> _Data provided_
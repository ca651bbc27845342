use std::sync::Arc;

use crate::captions::CaptionSource;
use crate::scratch::ScratchSpace;
use crate::session::SessionRegistry;
use crate::speech::Transcriber;
use crate::translation::TranslationService;
use crate::video::ConcatenationEngine;

/// Shared application state for HTTP handlers
#[derive(Clone)]
pub struct AppState {
    /// Owner of every temporary file the handlers create
    pub scratch: Arc<ScratchSpace>,

    pub transcriber: Arc<Transcriber>,

    pub translator: Arc<TranslationService>,

    /// Live WebSocket sessions (session id → worker)
    pub sessions: SessionRegistry,

    pub engine: Arc<ConcatenationEngine>,

    pub captions: Arc<dyn CaptionSource>,
}

impl AppState {
    pub fn new(
        scratch: Arc<ScratchSpace>,
        transcriber: Arc<Transcriber>,
        translator: Arc<TranslationService>,
        sessions: SessionRegistry,
        engine: Arc<ConcatenationEngine>,
        captions: Arc<dyn CaptionSource>,
    ) -> Self {
        Self {
            scratch,
            transcriber,
            translator,
            sessions,
            engine,
            captions,
        }
    }
}

/// Router-wide limits and CORS policy
#[derive(Debug, Clone)]
pub struct RouterOptions {
    /// Empty or `*` allows any origin
    pub allowed_origins: Vec<String>,
    pub max_concurrent_requests: usize,
    pub max_upload_bytes: usize,
}

impl Default for RouterOptions {
    fn default() -> Self {
        Self {
            allowed_origins: Vec::new(),
            max_concurrent_requests: 256,
            max_upload_bytes: 25 * 1024 * 1024,
        }
    }
}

> _Task to carry out_
The whole listing needs repeating. Match each line exactly.

> _Answer to the problem_
repository ca651bbc27845342
use std::sync::Arc;

use crate::captions::CaptionSource;
use crate::scratch::ScratchSpace;
use crate::session::SessionRegistry;
use crate::speech::Transcriber;
use crate::translation::TranslationService;
use crate::video::ConcatenationEngine;

/// Shared application state for HTTP handlers
#[derive(Clone)]
pub struct AppState {
    /// Owner of every temporary file the handlers create
    pub scratch: Arc<ScratchSpace>,

    pub transcriber: Arc<Transcriber>,

    pub translator: Arc<TranslationService>,

    /// Live WebSocket sessions (session id → worker)
    pub sessions: SessionRegistry,

    pub engine: Arc<ConcatenationEngine>,

    pub captions: Arc<dyn CaptionSource>,
}

impl AppState {
    pub fn new(
        scratch: Arc<ScratchSpace>,
        transcriber: Arc<Transcriber>,
        translator: Arc<TranslationService>,
        sessions: SessionRegistry,
        engine: Arc<ConcatenationEngine>,
        captions: Arc<dyn CaptionSource>,
    ) -> Self {
        Self {
            scratch,
            transcriber,
            translator,
            sessions,
            engine,
            captions,
        }
    }
}

/// Router-wide limits and CORS policy
#[derive(Debug, Clone)]
pub struct RouterOptions {
    /// Empty or `*` allows any origin
    pub allowed_origins: Vec<String>,
    pub max_concurrent_requests: usize,
    pub max_upload_bytes: usize,
}

impl Default for RouterOptions {
    fn default() -> Self {
        Self {
            allowed_origins: Vec::new(),
            max_concurrent_requests: 256,
            max_upload_bytes: 25 * 1024 * 1024,
        }
    }
}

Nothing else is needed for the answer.